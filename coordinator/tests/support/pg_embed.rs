//! Embedded PostgreSQL bootstrap for the relational integration suite.
//!
//! Unless `PG_RUNTIME_DIR` and `PG_DATA_DIR` are both set, the cluster is
//! installed under a unique directory inside the target directory. The
//! environment override is held only while the cluster starts.

use std::path::PathBuf;
use std::sync::Mutex;

use pg_embedded_setup_unpriv::TestCluster;
use uuid::Uuid;

static BOOTSTRAP_LOCK: Mutex<()> = Mutex::new(());

/// True when `RUN_PG_EMBEDDED=1` opts into the embedded suite.
pub fn embedded_postgres_enabled() -> bool {
    std::env::var("RUN_PG_EMBEDDED").as_deref() == Ok("1")
}

fn bootstrap_dirs() -> Result<(String, String), std::io::Error> {
    let target = std::env::var_os("CARGO_TARGET_DIR").map_or_else(
        || PathBuf::from(env!("CARGO_MANIFEST_DIR")).join("../target"),
        PathBuf::from,
    );
    let base = target
        .join("pg-embed")
        .join(format!("coordinator-{}", Uuid::new_v4()));
    let (install, data) = (base.join("install"), base.join("data"));
    std::fs::create_dir_all(&install)?;
    std::fs::create_dir_all(&data)?;
    Ok((
        install.to_string_lossy().into_owned(),
        data.to_string_lossy().into_owned(),
    ))
}

/// Start a [`TestCluster`] for one test.
pub fn test_cluster() -> Result<TestCluster, String> {
    let _bootstrap = BOOTSTRAP_LOCK
        .lock()
        .unwrap_or_else(|err| err.into_inner());

    let configured =
        std::env::var_os("PG_RUNTIME_DIR").is_some() && std::env::var_os("PG_DATA_DIR").is_some();
    let _env = if configured {
        None
    } else {
        let (install, data) = bootstrap_dirs().map_err(|err| err.to_string())?;
        Some(env_lock::lock_env([
            ("PG_RUNTIME_DIR", Some(install)),
            ("PG_DATA_DIR", Some(data)),
        ]))
    };

    TestCluster::new().map_err(|err| format!("{err:?}"))
}
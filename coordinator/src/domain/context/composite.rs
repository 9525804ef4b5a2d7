//! Context node merging the contexts produced by several transactors.
//!
//! The composite transactor hands every child the same base context and gets
//! back one derived context per child, each holding that child's transaction
//! handle. [`CompositeContext`] presents those N parents as one: lookups and
//! error checks scan the parents in order and return the first hit.
//!
//! Cancellation is observable through [`Context::err`] only. A composite node
//! has no fan-in signal, so [`Context::done`] never resolves on it and
//! [`Context::deadline`] stops at it. Callers that need channel-style
//! cancellation should select on the base context they passed to
//! `begin_ctx`.

use std::any::Any;
use std::sync::Arc;

use super::{Context, ContextError, ContextKey};

/// Ordered set of parent contexts behaving as a single context.
#[derive(Debug, Clone)]
pub struct CompositeContext {
    parents: Arc<[Context]>,
}

impl CompositeContext {
    pub(super) fn new(parents: Vec<Context>) -> Self {
        Self {
            parents: parents.into(),
        }
    }

    /// Parent contexts in fan-out order.
    #[must_use]
    pub fn parents(&self) -> &[Context] {
        &self.parents
    }

    /// Number of parent contexts.
    #[must_use]
    pub fn len(&self) -> usize {
        self.parents.len()
    }

    /// True when the composite wraps no parents.
    #[must_use]
    pub fn is_empty(&self) -> bool {
        self.parents.is_empty()
    }

    pub(super) fn lookup(
        &self,
        key: &ContextKey,
        respect_opt_out: bool,
    ) -> Option<Arc<dyn Any + Send + Sync>> {
        self.parents
            .iter()
            .find_map(|parent| parent.lookup(key, respect_opt_out))
    }

    pub(super) fn err(&self) -> Option<ContextError> {
        self.parents.iter().find_map(Context::err)
    }

    pub(super) fn is_transaction_disabled(&self) -> bool {
        self.parents.iter().any(Context::is_transaction_disabled)
    }
}
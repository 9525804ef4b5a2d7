//! Publishing client that honours the transaction in the context.

use std::sync::Arc;

use tracing::debug;

use crate::domain::ports::{MessageProducer, OutboundMessage, ProducerError, TransactionError};
use crate::domain::{Context, ContextError, ContextKey};

/// Errors surfaced by [`Publisher::publish`].
#[derive(Debug, Clone, PartialEq, Eq, thiserror::Error)]
pub enum PublishError {
    /// The enclosing transaction is closed or cannot buffer messages.
    #[error(transparent)]
    Transaction(#[from] TransactionError),
    /// Direct delivery failed.
    #[error(transparent)]
    Producer(#[from] ProducerError),
    /// The context was cancelled or expired before publishing.
    #[error(transparent)]
    Context(#[from] ContextError),
}

/// Where a publish went.
#[derive(Debug, Clone, Copy, PartialEq, Eq)]
pub enum Delivery {
    /// Queued on the open transaction; delivered when it commits.
    Buffered,
    /// Sent to the broker immediately.
    Sent,
}

/// Client for one broker, keyed like the transactor it pairs with.
#[derive(Clone)]
pub struct Publisher {
    producer: Arc<dyn MessageProducer>,
    key: ContextKey,
    label: Arc<str>,
}

impl Publisher {
    /// Publisher buffering into handles stored under `key`.
    #[must_use]
    pub fn new(producer: Arc<dyn MessageProducer>, key: ContextKey) -> Self {
        Self {
            producer,
            key,
            label: Arc::from(key.name()),
        }
    }

    /// Name reported in errors and logs in place of the key's name.
    #[must_use]
    pub fn with_label(mut self, label: impl Into<Arc<str>>) -> Self {
        self.label = label.into();
        self
    }

    /// Publish `messages` under `ctx`.
    ///
    /// With a transaction in scope the messages are appended to its buffer;
    /// otherwise, or under [`Context::without_transaction`], they are sent
    /// straight away.
    ///
    /// # Errors
    ///
    /// - [`PublishError::Context`] if `ctx` is cancelled or expired.
    /// - [`TransactionError::Closed`] once the transaction is finalized.
    /// - [`TransactionError::ForeignHandle`] if the handle under this key
    ///   cannot buffer messages.
    /// - The producer's error when sending directly.
    pub async fn publish(
        &self,
        ctx: &Context,
        messages: Vec<OutboundMessage>,
    ) -> Result<Delivery, PublishError> {
        if let Some(reason) = ctx.err() {
            return Err(reason.into());
        }

        if let Some(transaction) = ctx.active_transaction(&self.key) {
            let Some(appender) = transaction.as_message_appender() else {
                return Err(TransactionError::foreign_handle(&*self.label).into());
            };
            let count = messages.len();
            appender.append(messages)?;
            debug!(backend = &*self.label, count, "messages buffered");
            return Ok(Delivery::Buffered);
        }

        if messages.is_empty() {
            return Ok(Delivery::Sent);
        }
        self.producer.send(&messages).await?;
        debug!(backend = &*self.label, count = messages.len(), "messages sent");
        Ok(Delivery::Sent)
    }

    /// Publish a single message.
    ///
    /// # Errors
    ///
    /// See [`Publisher::publish`].
    pub async fn publish_one(
        &self,
        ctx: &Context,
        message: OutboundMessage,
    ) -> Result<Delivery, PublishError> {
        self.publish(ctx, vec![message]).await
    }
}

impl std::fmt::Debug for Publisher {
    fn fmt(&self, f: &mut std::fmt::Formatter<'_>) -> std::fmt::Result {
        f.debug_struct("Publisher")
            .field("key", &self.key)
            .field("label", &self.label)
            .finish_non_exhaustive()
    }
}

[WHAT THE EXERCISE ASKS]
Word for word, restate all of the entries.

[TASK SOLUTION]
filename coordinator/tests/support/pg_embed.rs
//! Embedded PostgreSQL bootstrap for the relational integration suite.
//!
//! Unless `PG_RUNTIME_DIR` and `PG_DATA_DIR` are both set, the cluster is
//! installed under a unique directory inside the target directory. The
//! environment override is held only while the cluster starts.

use std::path::PathBuf;
use std::sync::Mutex;

use pg_embedded_setup_unpriv::TestCluster;
use uuid::Uuid;

static BOOTSTRAP_LOCK: Mutex<()> = Mutex::new(());

/// True when `RUN_PG_EMBEDDED=1` opts into the embedded suite.
pub fn embedded_postgres_enabled() -> bool {
    std::env::var("RUN_PG_EMBEDDED").as_deref() == Ok("1")
}

fn bootstrap_dirs() -> Result<(String, String), std::io::Error> {
    let target = std::env::var_os("CARGO_TARGET_DIR").map_or_else(
        || PathBuf::from(env!("CARGO_MANIFEST_DIR")).join("../target"),
        PathBuf::from,
    );
    let base = target
        .join("pg-embed")
        .join(format!("coordinator-{}", Uuid::new_v4()));
    let (install, data) = (base.join("install"), base.join("data"));
    std::fs::create_dir_all(&install)?;
    std::fs::create_dir_all(&data)?;
    Ok((
        install.to_string_lossy().into_owned(),
        data.to_string_lossy().into_owned(),
    ))
}

/// Start a [`TestCluster`] for one test.
pub fn test_cluster() -> Result<TestCluster, String> {
    let _bootstrap = BOOTSTRAP_LOCK
        .lock()
        .unwrap_or_else(|err| err.into_inner());

    let configured =
        std::env::var_os("PG_RUNTIME_DIR").is_some() && std::env::var_os("PG_DATA_DIR").is_some();
    let _env = if configured {
        None
    } else {
        let (install, data) = bootstrap_dirs().map_err(|err| err.to_string())?;
        Some(env_lock::lock_env([
            ("PG_RUNTIME_DIR", Some(install)),
            ("PG_DATA_DIR", Some(data)),
        ]))
    };

    TestCluster::new().map_err(|err| format!("{err:?}"))
}
filename coordinator/src/domain/context/composite.rs
repository 9525804ef4b5a2d7
//! Context node merging the contexts produced by several transactors.
//!
//! The composite transactor hands every child the same base context and gets
//! back one derived context per child, each holding that child's transaction
//! handle. [`CompositeContext`] presents those N parents as one: lookups and
//! error checks scan the parents in order and return the first hit.
//!
//! Cancellation is observable through [`Context::err`] only. A composite node
//! has no fan-in signal, so [`Context::done`] never resolves on it and
//! [`Context::deadline`] stops at it. Callers that need channel-style
//! cancellation should select on the base context they passed to
//! `begin_ctx`.

use std::any::Any;
use std::sync::Arc;

use super::{Context, ContextError, ContextKey};

/// Ordered set of parent contexts behaving as a single context.
#[derive(Debug, Clone)]
pub struct CompositeContext {
    parents: Arc<[Context]>,
}

impl CompositeContext {
    pub(super) fn new(parents: Vec<Context>) -> Self {
        Self {
            parents: parents.into(),
        }
    }

    /// Parent contexts in fan-out order.
    #[must_use]
    pub fn parents(&self) -> &[Context] {
        &self.parents
    }

    /// Number of parent contexts.
    #[must_use]
    pub fn len(&self) -> usize {
        self.parents.len()
    }

    /// True when the composite wraps no parents.
    #[must_use]
    pub fn is_empty(&self) -> bool {
        self.parents.is_empty()
    }

    pub(super) fn lookup(
        &self,
        key: &ContextKey,
        respect_opt_out: bool,
    ) -> Option<Arc<dyn Any + Send + Sync>> {
        self.parents
            .iter()
            .find_map(|parent| parent.lookup(key, respect_opt_out))
    }

    pub(super) fn err(&self) -> Option<ContextError> {
        self.parents.iter().find_map(Context::err)
    }

    pub(super) fn is_transaction_disabled(&self) -> bool {
        self.parents.iter().any(Context::is_transaction_disabled)
    }
}
repository 9525804ef4b5a2d7
//! Publishing client that honours the transaction in the context.

use std::sync::Arc;

use tracing::debug;

use crate::domain::ports::{MessageProducer, OutboundMessage, ProducerError, TransactionError};
use crate::domain::{Context, ContextError, ContextKey};

/// Errors surfaced by [`Publisher::publish`].
#[derive(Debug, Clone, PartialEq, Eq, thiserror::Error)]
pub enum PublishError {
    /// The enclosing transaction is closed or cannot buffer messages.
    #[error(transparent)]
    Transaction(#[from] TransactionError),
    /// Direct delivery failed.
    #[error(transparent)]
    Producer(#[from] ProducerError),
    /// The context was cancelled or expired before publishing.
    #[error(transparent)]
    Context(#[from] ContextError),
}

/// Where a publish went.
#[derive(Debug, Clone, Copy, PartialEq, Eq)]
pub enum Delivery {
    /// Queued on the open transaction; delivered when it commits.
    Buffered,
    /// Sent to the broker immediately.
    Sent,
}

/// Client for one broker, keyed like the transactor it pairs with.
#[derive(Clone)]
pub struct Publisher {
    producer: Arc<dyn MessageProducer>,
    key: ContextKey,
    label: Arc<str>,
}

impl Publisher {
    /// Publisher buffering into handles stored under `key`.
    #[must_use]
    pub fn new(producer: Arc<dyn MessageProducer>, key: ContextKey) -> Self {
        Self {
            producer,
            key,
            label: Arc::from(key.name()),
        }
    }

    /// Name reported in errors and logs in place of the key's name.
    #[must_use]
    pub fn with_label(mut self, label: impl Into<Arc<str>>) -> Self {
        self.label = label.into();
        self
    }

    /// Publish `messages` under `ctx`.
    ///
    /// With a transaction in scope the messages are appended to its buffer;
    /// otherwise, or under [`Context::without_transaction`], they are sent
    /// straight away.
    ///
    /// # Errors
    ///
    /// - [`PublishError::Context`] if `ctx` is cancelled or expired.
    /// - [`TransactionError::Closed`] once the transaction is finalized.
    /// - [`TransactionError::ForeignHandle`] if the handle under this key
    ///   cannot buffer messages.
    /// - The producer's error when sending directly.
    pub async fn publish(
        &self,
        ctx: &Context,
        messages: Vec<OutboundMessage>,
    ) -> Result<Delivery, PublishError> {
        if let Some(reason) = ctx.err() {
            return Err(reason.into());
        }

        if let Some(transaction) = ctx.active_transaction(&self.key) {
            let Some(appender) = transaction.as_message_appender() else {
                return Err(TransactionError::foreign_handle(&*self.label).into());
            };
            let count = messages.len();
            appender.append(messages)?;
            debug!(backend = &*self.label, count, "messages buffered");
            return Ok(Delivery::Buffered);
        }

        if messages.is_empty() {
            return Ok(Delivery::Sent);
        }
        self.producer.send(&messages).await?;
        debug!(backend = &*self.label, count = messages.len(), "messages sent");
        Ok(Delivery::Sent)
    }

    /// Publish a single message.
    ///
    /// # Errors
    ///
    /// See [`Publisher::publish`].
    pub async fn publish_one(
        &self,
        ctx: &Context,
        message: OutboundMessage,
    ) -> Result<Delivery, PublishError> {
        self.publish(ctx, vec![message]).await
    }
}

impl std::fmt::Debug for Publisher {
    fn fmt(&self, f: &mut std::fmt::Formatter<'_>) -> std::fmt::Result {
        f.debug_struct("Publisher")
            .field("key", &self.key)
            .field("label", &self.label)
            .finish_non_exhaustive()
    }
}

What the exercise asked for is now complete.